Les deux super-robots donneront aux équipes de plongée de puissants moyens supplémentaires pour tenter de retrouver l'épave de l'avion et les boîtes noires. Celles-ci ont été repérées par 600 à 800 mètres de fond, distantes de 1.500 mètres l'une de l'autre, mais n'ont pu être récupérées par le robot Achille, qui ne peut plonger à plus de 400 mètres. Leurs signaux ont été captés à l'oreille par des spécialistes de la marine française, mais les atteindre s'annonce être une tâche délicate.

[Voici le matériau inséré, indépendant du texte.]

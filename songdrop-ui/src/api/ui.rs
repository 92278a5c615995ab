//! UI serving routes

use axum::{
    http::{header, StatusCode},
    response::{Html, IntoResponse, Response},
    routing::get,
    Router,
};

use crate::AppState;

const INDEX_HTML: &str = include_str!("../../ui/index.html");
const APP_JS: &str = include_str!("../../ui/app.js");

/// GET /
pub async fn serve_index() -> Html<&'static str> {
    Html(INDEX_HTML)
}

/// GET /static/app.js
pub async fn serve_app_js() -> Response {
    (
        StatusCode::OK,
        [(header::CONTENT_TYPE, "application/javascript")],
        APP_JS,
    )
        .into_response()
}

pub fn ui_routes() -> Router<AppState> {
    Router::new()
        .route("/", get(serve_index))
        .route("/static/app.js", get(serve_app_js))
}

Travail en terrain hostile
"La mer rouge a longtemps été une zone de conflit, peu favorable à des recherches scientifiques, ce qui fait que nous connaissons mal ses fonds, explique à tf1.fr le capitaine de frégate Bertrand Romain, responsable auprès de l’état major de la Marine de la planification des recherches en mer. Les boîtes noires se trouvent sur une pente où l’on trouve des roches, des massifs coraliens et une flore importante. Sous la mer, il est par ailleurs difficile de communiquer et donc de donner des ordres à un mobile. Et il faut pouvoir voir, précise l’officier. Pour cela, il faut placer des détecteurs qui sont soit des caméras, soit des sonars sondeurs, à proximité immédiate des lieux à explorer. Il faut également des projecteurs et des caméras pour retransmettre des images. Mais ces moyens ont une visions limitée à une centaine voire quelques dizaines de mètres seulement".
Une autre difficulté est liée à la taille des boîtes elle-même. "Lorsque nous cherchons des mines dans des approches françaises ne dépassant pas 50 mètres de fond, il est déjà très difficile de les trouver, commente le capitaine Romain. On a beau passer plusieurs fois sur une zone, on trouve de nouveaux engins tous les ans. On estime à un tiers seulement, le nombre de mines mouillées datant de la seconde guerre mondiale qui ont pu être repêchées. Donc, dans une zone très tourmentée comme celle de Charm el-Cheikh, la difficulté est encore plus importante, d’autant plus lorsqu’il s’agit d’un objet aussi petit qu’une boîte noire. Si une mine fait minimum un mètre de côté, une boîte noire fait 45 cm sur 20 cm de côté"….
Les boîtes noires renferment l'une les paramètres du vol et l'autre les ultimes messages entre le pilote et ses assistants. Ces renseignements sont indispensables pour remonter aux causes de la catastrophe, qui n'ont toujours pas été déterminées.